● **Problem**:
Return, from the listing below, every line that includes "WaitOptions".

● **Supplied data**:
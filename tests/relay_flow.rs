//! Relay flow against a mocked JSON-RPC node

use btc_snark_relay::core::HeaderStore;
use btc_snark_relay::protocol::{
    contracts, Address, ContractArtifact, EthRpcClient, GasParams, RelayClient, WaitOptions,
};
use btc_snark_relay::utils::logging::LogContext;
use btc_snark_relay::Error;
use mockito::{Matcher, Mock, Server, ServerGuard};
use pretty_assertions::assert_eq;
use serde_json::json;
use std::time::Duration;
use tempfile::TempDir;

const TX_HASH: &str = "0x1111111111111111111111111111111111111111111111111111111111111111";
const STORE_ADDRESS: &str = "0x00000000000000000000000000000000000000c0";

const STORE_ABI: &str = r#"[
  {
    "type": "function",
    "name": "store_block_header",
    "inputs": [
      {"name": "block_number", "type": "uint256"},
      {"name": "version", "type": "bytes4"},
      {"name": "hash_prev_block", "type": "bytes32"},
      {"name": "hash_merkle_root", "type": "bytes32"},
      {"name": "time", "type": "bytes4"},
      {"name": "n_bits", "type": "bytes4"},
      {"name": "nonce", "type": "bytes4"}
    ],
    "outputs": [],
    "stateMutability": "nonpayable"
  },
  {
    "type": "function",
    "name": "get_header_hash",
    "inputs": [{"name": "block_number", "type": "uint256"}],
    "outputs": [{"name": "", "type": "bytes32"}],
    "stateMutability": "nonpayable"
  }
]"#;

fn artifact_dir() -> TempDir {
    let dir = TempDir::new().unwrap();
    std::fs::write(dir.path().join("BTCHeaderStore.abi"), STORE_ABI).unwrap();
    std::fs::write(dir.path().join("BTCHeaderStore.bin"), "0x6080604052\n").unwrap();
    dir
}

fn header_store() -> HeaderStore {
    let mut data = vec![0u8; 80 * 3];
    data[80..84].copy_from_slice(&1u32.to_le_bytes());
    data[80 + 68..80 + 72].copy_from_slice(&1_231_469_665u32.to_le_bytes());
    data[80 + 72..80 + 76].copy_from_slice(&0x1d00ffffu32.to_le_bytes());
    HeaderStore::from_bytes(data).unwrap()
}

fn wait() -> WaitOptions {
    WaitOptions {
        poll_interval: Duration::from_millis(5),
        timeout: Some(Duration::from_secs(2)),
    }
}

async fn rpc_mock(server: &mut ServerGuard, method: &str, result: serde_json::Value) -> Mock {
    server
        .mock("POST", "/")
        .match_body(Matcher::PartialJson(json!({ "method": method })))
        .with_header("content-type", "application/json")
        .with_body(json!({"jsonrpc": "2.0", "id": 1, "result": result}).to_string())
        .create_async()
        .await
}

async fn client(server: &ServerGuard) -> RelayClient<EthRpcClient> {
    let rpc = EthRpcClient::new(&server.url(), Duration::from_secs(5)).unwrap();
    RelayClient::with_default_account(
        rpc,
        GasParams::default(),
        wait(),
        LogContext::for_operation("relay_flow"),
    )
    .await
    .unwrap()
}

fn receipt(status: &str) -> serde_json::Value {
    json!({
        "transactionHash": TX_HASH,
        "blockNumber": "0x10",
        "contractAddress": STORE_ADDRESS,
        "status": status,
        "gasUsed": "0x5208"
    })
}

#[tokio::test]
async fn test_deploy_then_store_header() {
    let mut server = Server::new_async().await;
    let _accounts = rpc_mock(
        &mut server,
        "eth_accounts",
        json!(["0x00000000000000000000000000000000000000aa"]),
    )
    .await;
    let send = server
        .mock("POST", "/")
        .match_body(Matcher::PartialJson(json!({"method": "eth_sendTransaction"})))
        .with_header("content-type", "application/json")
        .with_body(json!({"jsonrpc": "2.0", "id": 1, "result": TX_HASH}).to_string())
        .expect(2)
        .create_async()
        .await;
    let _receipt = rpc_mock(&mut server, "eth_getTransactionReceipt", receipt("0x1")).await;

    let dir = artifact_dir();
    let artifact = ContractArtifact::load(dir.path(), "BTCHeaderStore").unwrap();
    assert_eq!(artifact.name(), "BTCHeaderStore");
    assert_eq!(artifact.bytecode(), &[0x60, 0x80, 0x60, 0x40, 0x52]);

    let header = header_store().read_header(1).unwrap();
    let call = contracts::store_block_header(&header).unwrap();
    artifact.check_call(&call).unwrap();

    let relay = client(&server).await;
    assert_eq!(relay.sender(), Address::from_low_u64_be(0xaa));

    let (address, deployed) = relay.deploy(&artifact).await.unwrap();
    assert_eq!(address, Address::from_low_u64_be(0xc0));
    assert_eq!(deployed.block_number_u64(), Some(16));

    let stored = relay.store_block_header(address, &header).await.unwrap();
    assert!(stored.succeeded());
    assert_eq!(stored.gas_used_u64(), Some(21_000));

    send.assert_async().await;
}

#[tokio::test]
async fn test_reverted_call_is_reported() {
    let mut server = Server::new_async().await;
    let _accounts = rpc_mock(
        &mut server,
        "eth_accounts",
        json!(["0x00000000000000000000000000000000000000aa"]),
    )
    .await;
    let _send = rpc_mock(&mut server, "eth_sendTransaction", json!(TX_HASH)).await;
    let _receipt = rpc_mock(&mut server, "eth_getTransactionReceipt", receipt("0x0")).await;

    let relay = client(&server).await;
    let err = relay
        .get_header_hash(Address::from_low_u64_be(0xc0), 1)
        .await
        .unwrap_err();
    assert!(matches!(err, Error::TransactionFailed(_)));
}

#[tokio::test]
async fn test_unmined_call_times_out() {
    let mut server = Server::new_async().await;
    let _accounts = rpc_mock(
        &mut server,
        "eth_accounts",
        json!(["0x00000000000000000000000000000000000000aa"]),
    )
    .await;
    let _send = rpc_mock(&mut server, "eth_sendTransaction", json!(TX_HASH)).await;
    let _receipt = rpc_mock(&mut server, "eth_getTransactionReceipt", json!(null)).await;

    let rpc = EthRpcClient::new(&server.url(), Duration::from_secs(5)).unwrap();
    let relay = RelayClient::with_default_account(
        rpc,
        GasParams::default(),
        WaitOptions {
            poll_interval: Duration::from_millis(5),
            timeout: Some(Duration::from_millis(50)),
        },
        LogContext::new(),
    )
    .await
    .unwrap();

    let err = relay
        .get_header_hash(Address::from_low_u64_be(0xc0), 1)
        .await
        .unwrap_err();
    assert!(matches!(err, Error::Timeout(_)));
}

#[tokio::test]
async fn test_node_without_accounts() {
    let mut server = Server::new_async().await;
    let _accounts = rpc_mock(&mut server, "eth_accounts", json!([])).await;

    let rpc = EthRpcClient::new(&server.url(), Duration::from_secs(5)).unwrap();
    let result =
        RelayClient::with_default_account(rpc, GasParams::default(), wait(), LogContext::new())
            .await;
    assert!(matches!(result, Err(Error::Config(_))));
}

● **Solution to this task**:
    contracts, Address, ContractArtifact, EthRpcClient, GasParams, RelayClient, WaitOptions,
fn wait() -> WaitOptions {
    WaitOptions {
        WaitOptions {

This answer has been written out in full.